On one island owned by a family that Amy knows, there's a cabin, hidden in the trees. It's decorated with all kinds of handmade art objects, made from wood and beach materials and boating materials. Visitors to the bay have been bringing their art objects here for years! When we got back to our camp at the log dump site, I took out my knitting and made a sweater. A little one, doll-size. The next day, we found a piece of driftwood and made a little person to put in the art cabin.

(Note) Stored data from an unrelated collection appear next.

// SPDX-License-Identifier: MIT
// Copyright 2026 Roland Dreier <roland@rolandd.dev>

use axum::{routing::post, Form, Json, Router};
use serde_json::{json, Value};
use sqlx::sqlite::{SqliteConnectOptions, SqlitePool};
use std::collections::HashMap;
use std::io;
use std::path::PathBuf;
use std::sync::{Arc, Mutex};
use strava_archiver::config::Config;
use strava_archiver::db::Store;
use strava_archiver::services::{Credentials, StravaClient};
use tempfile::TempDir;

/// Access token handed out by [`token_route`].
#[allow(dead_code)]
pub const TEST_ACCESS_TOKEN: &str = "test_access_token";

/// Serve `app` on an ephemeral local port and return its base URL.
#[allow(dead_code)]
pub async fn spawn_stub(app: Router) -> String {
    let listener = tokio::net::TcpListener::bind("127.0.0.1:0")
        .await
        .expect("Failed to bind");
    let addr = listener.local_addr().expect("Failed to get addr");

    tokio::spawn(async move {
        axum::serve(listener, app).await.expect("Stub server failed");
    });

    format!("http://{}", addr)
}

/// Base URL of a port nothing is listening on.
#[allow(dead_code)]
pub async fn closed_port_url() -> String {
    let listener = tokio::net::TcpListener::bind("127.0.0.1:0")
        .await
        .expect("Failed to bind");
    let addr = listener.local_addr().expect("Failed to get addr");
    drop(listener);
    format!("http://{}", addr)
}

#[allow(dead_code)]
pub fn test_credentials() -> Credentials {
    Credentials {
        client_id: "test_client_id".to_string(),
        client_secret: "test_secret".to_string(),
        refresh_token: "test_refresh_token".to_string(),
    }
}

/// Client whose API root and token endpoint both live on `base_url`.
#[allow(dead_code)]
pub fn client_for(base_url: &str) -> StravaClient {
    StravaClient::new(
        test_credentials(),
        base_url,
        format!("{}/oauth/token", base_url),
    )
    .expect("Failed to build client")
}

#[allow(dead_code)]
pub fn test_config(base_url: &str, database_path: PathBuf) -> Config {
    let creds = test_credentials();
    Config {
        strava_client_id: creds.client_id,
        strava_client_secret: creds.client_secret,
        strava_refresh_token: creds.refresh_token,
        strava_api_base_url: base_url.to_string(),
        strava_oauth_url: format!("{}/oauth/token", base_url),
        database_path,
        port: 0,
        app_password: None,
    }
}

/// Token endpoint that accepts any refresh-token grant.
#[allow(dead_code)]
pub fn token_route() -> Router {
    Router::new().route(
        "/oauth/token",
        post(|Form(form): Form<HashMap<String, String>>| async move {
            assert_eq!(form.get("grant_type").map(String::as_str), Some("refresh_token"));
            Json(json!({
                "token_type": "Bearer",
                "access_token": TEST_ACCESS_TOKEN,
                "expires_at": 1_900_000_000,
                "expires_in": 21600,
                "refresh_token": "test_refresh_token"
            }))
        }),
    )
}

/// Open a store in a fresh temporary directory.
#[allow(dead_code)]
pub async fn temp_store() -> (Store, TempDir) {
    let dir = TempDir::new().expect("Failed to create temp dir");
    let store = Store::open(&dir.path().join("test.db"))
        .await
        .expect("Failed to open store");
    (store, dir)
}

/// Create `test.db` in `dir` with an `activity` table that has an extra
/// `NOT NULL` column, so every insert fails without a key collision.
#[allow(dead_code)]
pub async fn conflicting_activity_db(dir: &TempDir) -> PathBuf {
    let path = dir.path().join("test.db");
    let options = SqliteConnectOptions::new()
        .filename(&path)
        .create_if_missing(true);
    let pool = SqlitePool::connect_with(options)
        .await
        .expect("Failed to create database");
    sqlx::query(
        r#"
        CREATE TABLE activity (
            id INTEGER PRIMARY KEY NOT NULL,
            name TEXT NOT NULL,
            distance REAL NOT NULL,
            moving_time REAL NOT NULL,
            elapsed_time REAL NOT NULL,
            total_elevation_gain REAL NOT NULL,
            "type" TEXT NOT NULL,
            start_date TEXT NOT NULL,
            start_date_local TEXT NOT NULL,
            timezone TEXT NOT NULL,
            extra TEXT NOT NULL
        )
        "#,
    )
    .execute(&pool)
    .await
    .expect("Failed to create conflicting table");
    pool.close().await;
    path
}

#[allow(dead_code)]
pub fn activity_json(id: i64) -> Value {
    json!({
        "resource_state": 2,
        "athlete": { "id": 12345, "resource_state": 1 },
        "name": format!("Activity {}", id),
        "distance": 5000.0,
        "moving_time": 1800,
        "elapsed_time": 1900,
        "total_elevation_gain": 100,
        "type": "Run",
        "sport_type": "Run",
        "id": id,
        "start_date": "2024-01-01T06:00:00Z",
        "start_date_local": "2024-01-01T06:00:00Z",
        "timezone": "(GMT+00:00) GMT"
    })
}

#[allow(dead_code)]
pub fn route_json(id: i64, athlete_id: i64) -> Value {
    json!({
        "athlete": { "id": athlete_id },
        "description": "Scenic route",
        "distance": 10000.0,
        "elevation_gain": 200.0,
        "id": id,
        "id_str": id.to_string(),
        "map": { "id": format!("r{}", id), "polyline": "a~l~Fjk~uOwHJy@P" },
        "name": format!("Route {}", id),
        "private": false,
        "resource_state": 3,
        "starred": false,
        "sub_type": 1,
        "created_at": "2024-01-01T06:00:00Z",
        "updated_at": "2024-01-01T06:00:00Z",
        "timestamp": 1672531200,
        "type": 1,
        "estimated_moving_time": 3600,
        "waypoints": [],
        "segments": []
    })
}

/// Log output captured from a scoped `tracing` subscriber.
#[derive(Clone, Default)]
pub struct LogBuffer(Arc<Mutex<Vec<u8>>>);

impl LogBuffer {
    #[allow(dead_code)]
    pub fn contents(&self) -> String {
        String::from_utf8_lossy(&self.0.lock().unwrap()).into_owned()
    }
}

pub struct LogWriter(Arc<Mutex<Vec<u8>>>);

impl io::Write for LogWriter {
    fn write(&mut self, buf: &[u8]) -> io::Result<usize> {
        self.0.lock().unwrap().extend_from_slice(buf);
        Ok(buf.len())
    }

    fn flush(&mut self) -> io::Result<()> {
        Ok(())
    }
}

impl<'a> tracing_subscriber::fmt::MakeWriter<'a> for LogBuffer {
    type Writer = LogWriter;

    fn make_writer(&'a self) -> Self::Writer {
        LogWriter(self.0.clone())
    }
}

/// Capture logs on the current thread until the guard is dropped.
#[allow(dead_code)]
pub fn capture_logs() -> (LogBuffer, tracing::subscriber::DefaultGuard) {
    let buffer = LogBuffer::default();
    let subscriber = tracing_subscriber::fmt()
        .with_writer(buffer.clone())
        .with_ansi(false)
        .with_max_level(tracing::Level::DEBUG)
        .finish();
    let guard = tracing::subscriber::set_default(subscriber);
    (buffer, guard)
}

All in all they're just another rock in the wall





A bird in the hand is worth a snake in the shallows
We got to see lots of wildlife, around the shores of Waiatt Bay. My little kayak is so quiet that I could sneak up on these animals, shyer than their city cousins in Cadboro Bay. A few seals swam by to check out our boats. Raccoons like clam gardens! A couple of times we saw two or three raccoons waddling over the flats at low tide, digging for clams and various invertebrates. A mink poked out its head from the shoreline bushes to look at the canoes that had just gone by, then stare at me and squeak "oh crap!" before darting away. And right in our camp, a little brown weasel came scampering by and glared at everyone. For birds, there were ravens watching our every move, as well as kingfishers and a hummingbird, and a large eagle. I'm sure that we all were very glad that no black bears or cougars came by for a visit.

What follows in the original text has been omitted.